Medline ® Abstract for Reference 12
of 'Overview of neurologic complications of non-platinum cancer chemotherapy'
A DPYD variant (Y186C) specific to individuals of African descent in a patient with life-threatening 5-FU toxic effects: potential for an individualized medicine approach.
Saif MW, Lee AM, Offer SM, McConnell K, Relias V, Diasio RB
Mayo Clin Proc. 2014;89(1):131.
5-Fluorouracil (5-FU) is commonly administered as a therapeutic agent for the treatment of various aggressive cancers. Severe toxic reactions to 5-FU have been associated with decreased levels of dihydropyrimidine dehydrogenase (DPD) enzyme activity.

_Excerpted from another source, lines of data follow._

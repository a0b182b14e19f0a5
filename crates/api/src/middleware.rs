use axum::{
    http::{HeaderName, HeaderValue, Request},
    middleware::Next,
    response::Response,
};
use tracing::Instrument;
use uuid::Uuid;

pub const REQUEST_ID_HEADER: HeaderName = HeaderName::from_static("x-request-id");

/// Tag every request with an id and run it inside a span carrying that id.
///
/// A caller-supplied `x-request-id` is kept; otherwise a v7 UUID is minted.
/// The id is echoed back on the response.
pub async fn request_id_middleware(req: Request<axum::body::Body>, next: Next) -> Response {
    let request_id = extract_request_id(&req).unwrap_or_else(|| Uuid::now_v7().to_string());

    let span = tracing::info_span!(
        "request",
        request_id = %request_id,
        method = %req.method(),
        path = %req.uri().path(),
    );

    let mut response = next.run(req).instrument(span.clone()).await;
    span.in_scope(|| tracing::debug!(status = response.status().as_u16(), "request finished"));

    if let Ok(value) = HeaderValue::from_str(&request_id) {
        response.headers_mut().insert(REQUEST_ID_HEADER, value);
    }
    response
}

fn extract_request_id(req: &Request<axum::body::Body>) -> Option<String> {
    let value = req.headers().get(&REQUEST_ID_HEADER)?.to_str().ok()?.trim();
    if value.is_empty() || value.len() > 128 {
        return None;
    }
    Some(value.to_string())
}
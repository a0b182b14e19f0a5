use std::sync::Arc;

use axum::{
    Router,
    extract::{Extension, Path},
    http::StatusCode,
    routing::{delete, get, post},
};

use geoaccess_core::{PermissionId, RoleId, required_id};

use crate::app::{dto, errors, extract::ApiJson, routes::path_id, services::AppServices};

pub fn roles_router() -> Router {
    Router::new()
        .route("/", get(list_roles).post(create_role))
        .route("/assign", post(assign_permission))
        .route("/:id", delete(delete_role))
        .route("/:id/permissions/:permission_id", delete(revoke_permission))
}

pub fn permissions_router() -> Router {
    Router::new()
        .route("/", get(list_permissions).post(create_permission))
        .route("/:id", delete(delete_permission))
}

// ─────────────────────────────────────────────────────────────────────────────
// Roles
// ─────────────────────────────────────────────────────────────────────────────

pub async fn create_role(
    Extension(services): Extension<Arc<AppServices>>,
    ApiJson(body): ApiJson<dto::CreateCatalogEntryRequest>,
) -> axum::response::Response {
    let result = services
        .console
        .catalog
        .create_role(&body.name, body.description.as_deref())
        .await;
    errors::respond(StatusCode::CREATED, result)
}

pub async fn list_roles(Extension(services): Extension<Arc<AppServices>>) -> axum::response::Response {
    errors::respond(StatusCode::OK, services.console.catalog.list_roles().await)
}

pub async fn delete_role(
    Extension(services): Extension<Arc<AppServices>>,
    Path(id): Path<String>,
) -> axum::response::Response {
    let role_id: RoleId = match path_id(&id) {
        Ok(id) => id,
        Err(response) => return response,
    };
    errors::respond(StatusCode::OK, services.console.catalog.delete_role(role_id).await)
}

pub async fn assign_permission(
    Extension(services): Extension<Arc<AppServices>>,
    ApiJson(body): ApiJson<dto::AssignPermissionRequest>,
) -> axum::response::Response {
    let ids = required_id::<RoleId>("role_id", body.role_id.as_ref()).and_then(|role_id| {
        required_id::<PermissionId>("permission_id", body.permission_id.as_ref()).map(|p| (role_id, p))
    });
    let (role_id, permission_id) = match ids {
        Ok(ids) => ids,
        Err(e) => return errors::domain_error_to_response(e),
    };

    let result = services
        .console
        .catalog
        .assign_permission_to_role(role_id, permission_id)
        .await;
    errors::respond(StatusCode::CREATED, result)
}

pub async fn revoke_permission(
    Extension(services): Extension<Arc<AppServices>>,
    Path((id, permission_id)): Path<(String, String)>,
) -> axum::response::Response {
    let (role_id, permission_id): (RoleId, PermissionId) = match (path_id(&id), path_id(&permission_id)) {
        (Ok(r), Ok(p)) => (r, p),
        (Err(response), _) | (_, Err(response)) => return response,
    };

    let result = services
        .console
        .catalog
        .revoke_permission_from_role(role_id, permission_id)
        .await;
    errors::respond(StatusCode::OK, result)
}

// ─────────────────────────────────────────────────────────────────────────────
// Permissions
// ─────────────────────────────────────────────────────────────────────────────

pub async fn create_permission(
    Extension(services): Extension<Arc<AppServices>>,
    ApiJson(body): ApiJson<dto::CreateCatalogEntryRequest>,
) -> axum::response::Response {
    let result = services
        .console
        .catalog
        .create_permission(&body.name, body.description.as_deref())
        .await;
    errors::respond(StatusCode::CREATED, result)
}

pub async fn list_permissions(Extension(services): Extension<Arc<AppServices>>) -> axum::response::Response {
    errors::respond(StatusCode::OK, services.console.catalog.list_permissions().await)
}

/// Removes the permission together with its role links and user grants.
pub async fn delete_permission(
    Extension(services): Extension<Arc<AppServices>>,
    Path(id): Path<String>,
) -> axum::response::Response {
    let permission_id: PermissionId = match path_id(&id) {
        Ok(id) => id,
        Err(response) => return response,
    };
    errors::respond(StatusCode::OK, services.console.catalog.delete_permission(permission_id).await)
}
use std::sync::Arc;

use axum::{
    Router,
    extract::{Extension, Path, Query},
    http::StatusCode,
    routing::get,
};

use serde_json::json;

use geoaccess_auth::ScopeRef;
use geoaccess_core::{DomainResult, required_id};

use crate::app::{dto, errors, extract::ApiJson, services::AppServices};

pub fn router() -> Router {
    Router::new()
        .route("/countries", get(list_countries).post(create_country))
        .route("/regions", get(list_regions).post(create_region))
        .route("/departments", get(list_departments).post(create_department))
        .route("/scopes/:tag", get(describe_scope))
}

pub async fn create_country(
    Extension(services): Extension<Arc<AppServices>>,
    ApiJson(body): ApiJson<dto::CreateCountryRequest>,
) -> axum::response::Response {
    let result = services.console.geography.create_country(&body.name).await;
    errors::respond(StatusCode::CREATED, result)
}

pub async fn list_countries(
    Extension(services): Extension<Arc<AppServices>>,
    Query(query): Query<dto::CountriesQuery>,
) -> axum::response::Response {
    let with_descendants = query.with_descendants.unwrap_or(true);
    let result = services.console.geography.list_countries(with_descendants).await;
    errors::respond(StatusCode::OK, result)
}

pub async fn create_region(
    Extension(services): Extension<Arc<AppServices>>,
    ApiJson(body): ApiJson<dto::CreateRegionRequest>,
) -> axum::response::Response {
    let country_id = match required_id("country_id", body.country_id.as_ref()) {
        Ok(id) => id,
        Err(e) => return errors::domain_error_to_response(e),
    };
    let result = services.console.geography.create_region(&body.name, country_id).await;
    errors::respond(StatusCode::CREATED, result)
}

pub async fn list_regions(
    Extension(services): Extension<Arc<AppServices>>,
    Query(query): Query<dto::RegionsQuery>,
) -> axum::response::Response {
    let country_id = dto::query_id(query.country_id);
    let result = services.console.geography.list_regions(country_id).await;
    errors::respond(StatusCode::OK, result)
}

pub async fn create_department(
    Extension(services): Extension<Arc<AppServices>>,
    ApiJson(body): ApiJson<dto::CreateDepartmentRequest>,
) -> axum::response::Response {
    let region_id = match required_id("region_id", body.region_id.as_ref()) {
        Ok(id) => id,
        Err(e) => return errors::domain_error_to_response(e),
    };
    let result = services.console.geography.create_department(&body.name, region_id).await;
    errors::respond(StatusCode::CREATED, result)
}

pub async fn list_departments(
    Extension(services): Extension<Arc<AppServices>>,
    Query(query): Query<dto::DepartmentsQuery>,
) -> axum::response::Response {
    let region_id = dto::query_id(query.region_id);
    let result = services.console.geography.list_departments(region_id).await;
    errors::respond(StatusCode::OK, result)
}

/// Resolve a flat scope tag (`pais:3`, `region:5`, `departamento:7`, `global`)
/// to its ancestry, stored triple and display label.
pub async fn describe_scope(
    Extension(services): Extension<Arc<AppServices>>,
    Path(tag): Path<String>,
) -> axum::response::Response {
    errors::respond(StatusCode::OK, scope_view(&services, &tag).await)
}

async fn scope_view(services: &AppServices, tag: &str) -> DomainResult<serde_json::Value> {
    let target: ScopeRef = tag.parse()?;
    let ancestry = services.console.resolver.resolve_ancestry(target).await?;
    Ok(json!({
        "scope": ancestry.scope(),
        "label": ancestry.label(),
        "ancestry": ancestry,
    }))
}
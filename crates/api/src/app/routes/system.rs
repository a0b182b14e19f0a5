use std::sync::Arc;

use axum::{Json, extract::Extension, response::IntoResponse};
use serde_json::json;

use crate::app::services::AppServices;

pub async fn health(Extension(services): Extension<Arc<AppServices>>) -> impl IntoResponse {
    Json(json!({
        "status": "ok",
        "store": services.backend.as_str(),
    }))
}
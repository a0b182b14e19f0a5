//! Normalization of free-text input fields.

use geoaccess_core::{DomainError, DomainResult};

/// Trim a required name; empty after trimming is a validation failure.
pub fn required_name(field: &str, raw: &str) -> DomainResult<String> {
    let trimmed = raw.trim();
    if trimmed.is_empty() {
        return Err(DomainError::validation(format!("{field} is required")));
    }
    Ok(trimmed.to_string())
}

/// Trim an optional description; empty after trimming is stored as absent.
pub fn optional_description(raw: Option<&str>) -> Option<String> {
    raw.map(str::trim)
        .filter(|s| !s.is_empty())
        .map(str::to_string)
}

#[cfg(test)]
mod tests {
    use super::*;

    #[test]
    fn names_are_trimmed() {
        assert_eq!(required_name("name", "  Chile ").unwrap(), "Chile");
    }

    #[test]
    fn blank_name_is_rejected() {
        let err = required_name("country name", " \t").unwrap_err();
        assert_eq!(err, DomainError::validation("country name is required"));
    }

    #[test]
    fn blank_description_becomes_none() {
        assert_eq!(optional_description(Some("   ")), None);
        assert_eq!(optional_description(None), None);
        assert_eq!(optional_description(Some(" ops ")).as_deref(), Some("ops"));
    }
}
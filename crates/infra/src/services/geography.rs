//! Country → Region → Department hierarchy.

use std::collections::{BTreeMap, HashMap};
use std::sync::Arc;

use tracing::{info, instrument};

use geoaccess_auth::{
    Country, CountryTree, Department, DepartmentListing, Region, RegionListing, RegionTree, input,
};
use geoaccess_core::{CountryId, DomainError, DomainResult, RegionId};

use crate::store::GeographyStore;

/// Creates and lists geographic entities.
///
/// Each create checks its parent and its name before writing; a constraint
/// violation at write time (a concurrent create of the same name) is reported
/// with the same error kind as the pre-check would have produced.
pub struct GeographyService<S: ?Sized> {
    store: Arc<S>,
}

impl<S: ?Sized> Clone for GeographyService<S> {
    fn clone(&self) -> Self {
        Self {
            store: Arc::clone(&self.store),
        }
    }
}

impl<S> GeographyService<S>
where
    S: GeographyStore + ?Sized,
{
    pub fn new(store: Arc<S>) -> Self {
        Self { store }
    }

    #[instrument(skip(self), err)]
    pub async fn create_country(&self, name: &str) -> DomainResult<Country> {
        let name = input::required_name("country name", name)?;

        if self.store.country_by_name(&name).await?.is_some() {
            return Err(DomainError::duplicate_name(format!("country '{name}' already exists")));
        }

        let country = self.store.insert_country(&name).await?;
        info!(country_id = %country.id, "country created");
        Ok(country)
    }

    #[instrument(skip(self), fields(country_id = %country_id), err)]
    pub async fn create_region(&self, name: &str, country_id: CountryId) -> DomainResult<Region> {
        let name = input::required_name("region name", name)?;

        if self.store.country(country_id).await?.is_none() {
            return Err(DomainError::invalid_parent(format!("country {country_id} does not exist")));
        }
        if self.store.region_by_name(country_id, &name).await?.is_some() {
            return Err(DomainError::duplicate_name(format!(
                "region '{name}' already exists in country {country_id}"
            )));
        }

        let region = self.store.insert_region(country_id, &name).await?;
        info!(region_id = %region.id, "region created");
        Ok(region)
    }

    #[instrument(skip(self), fields(region_id = %region_id), err)]
    pub async fn create_department(&self, name: &str, region_id: RegionId) -> DomainResult<Department> {
        let name = input::required_name("department name", name)?;

        if self.store.region(region_id).await?.is_none() {
            return Err(DomainError::invalid_parent(format!("region {region_id} does not exist")));
        }
        if self.store.department_by_name(region_id, &name).await?.is_some() {
            return Err(DomainError::duplicate_name(format!(
                "department '{name}' already exists in region {region_id}"
            )));
        }

        let department = self.store.insert_department(region_id, &name).await?;
        info!(department_id = %department.id, "department created");
        Ok(department)
    }

    /// Countries by name; with descendants, regions and departments nested
    /// under them, each level by name.
    #[instrument(skip(self), err)]
    pub async fn list_countries(&self, with_descendants: bool) -> DomainResult<Vec<CountryTree>> {
        let countries = self.store.countries().await?;
        if !with_descendants {
            return Ok(countries
                .into_iter()
                .map(|country| CountryTree { country, regions: None })
                .collect());
        }

        let mut departments = group(self.store.departments(None).await?, |d| d.region_id);
        let mut regions: HashMap<CountryId, Vec<RegionTree>> = HashMap::new();
        for region in self.store.regions(None).await? {
            let children = departments.remove(&region.id).unwrap_or_default();
            regions.entry(region.country_id).or_default().push(RegionTree {
                region,
                departments: children,
            });
        }

        Ok(countries
            .into_iter()
            .map(|country| {
                let children = regions.remove(&country.id).unwrap_or_default();
                CountryTree {
                    country,
                    regions: Some(children),
                }
            })
            .collect())
    }

    /// Regions by name, optionally restricted to one country. A filter naming
    /// an unknown country yields an empty list.
    #[instrument(skip(self), err)]
    pub async fn list_regions(&self, country_id: Option<CountryId>) -> DomainResult<Vec<RegionListing>> {
        let regions = self.store.regions(country_id).await?;
        let countries: BTreeMap<CountryId, Country> = self
            .store
            .countries()
            .await?
            .into_iter()
            .map(|c| (c.id, c))
            .collect();
        let mut departments = group(self.store.departments(None).await?, |d| d.region_id);

        regions
            .into_iter()
            .map(|region| -> DomainResult<RegionListing> {
                let country = countries.get(&region.country_id).cloned().ok_or_else(|| {
                    DomainError::storage(format!("region {} has no country", region.id))
                })?;
                let children = departments.remove(&region.id).unwrap_or_default();
                Ok(RegionListing {
                    region,
                    country,
                    departments: children,
                })
            })
            .collect()
    }

    /// Departments by name with their region and country, optionally restricted
    /// to one region.
    #[instrument(skip(self), err)]
    pub async fn list_departments(&self, region_id: Option<RegionId>) -> DomainResult<Vec<DepartmentListing>> {
        let departments = self.store.departments(region_id).await?;
        let regions: BTreeMap<RegionId, Region> = self
            .store
            .regions(None)
            .await?
            .into_iter()
            .map(|r| (r.id, r))
            .collect();
        let countries: BTreeMap<CountryId, Country> = self
            .store
            .countries()
            .await?
            .into_iter()
            .map(|c| (c.id, c))
            .collect();

        departments
            .into_iter()
            .map(|department| -> DomainResult<DepartmentListing> {
                let region = regions.get(&department.region_id).cloned().ok_or_else(|| {
                    DomainError::storage(format!("department {} has no region", department.id))
                })?;
                let country = countries.get(&region.country_id).cloned().ok_or_else(|| {
                    DomainError::storage(format!("region {} has no country", region.id))
                })?;
                Ok(DepartmentListing {
                    department,
                    region,
                    country,
                })
            })
            .collect()
    }
}

/// Group an already-ordered listing by parent, keeping the order inside each group.
fn group<K, V>(items: Vec<V>, parent: impl Fn(&V) -> K) -> HashMap<K, Vec<V>>
where
    K: std::hash::Hash + Eq,
{
    let mut out: HashMap<K, Vec<V>> = HashMap::new();
    for item in items {
        out.entry(parent(&item)).or_default().push(item);
    }
    out
}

Manifestations of 5-FU toxicity typically include cytopenia, diarrhea, stomatitis, mucositis, neurotoxicity, and, in extreme cases, death. A variety of genetic variations in DPYD, the gene encoding DPD, are known to result in decreased DPD enzyme activity and to contribute to 5-FU toxic effects. Recently, it was reported that healthy African American individuals carrying the Y186C DPYD variant (rs115232898) had significantly reduced DPD enzyme activity compared with noncarriers of Y186C. Herein, we describe for the first time, to our knowledge, an African American patient with cancer with the Y186C variant who had severe toxic effects after administration of the standard dose of 5-FU chemotherapy. The patient lacked any additional toxic effect-associated variations in the DPYD gene or the thymidylate synthase (TYMS) promoter. This case suggests that Y186C may have contributed to 5-FU toxicity in this patient and supports the use of Y186C as a predictive marker for 5-FU toxic effects in individuals of African ancestry.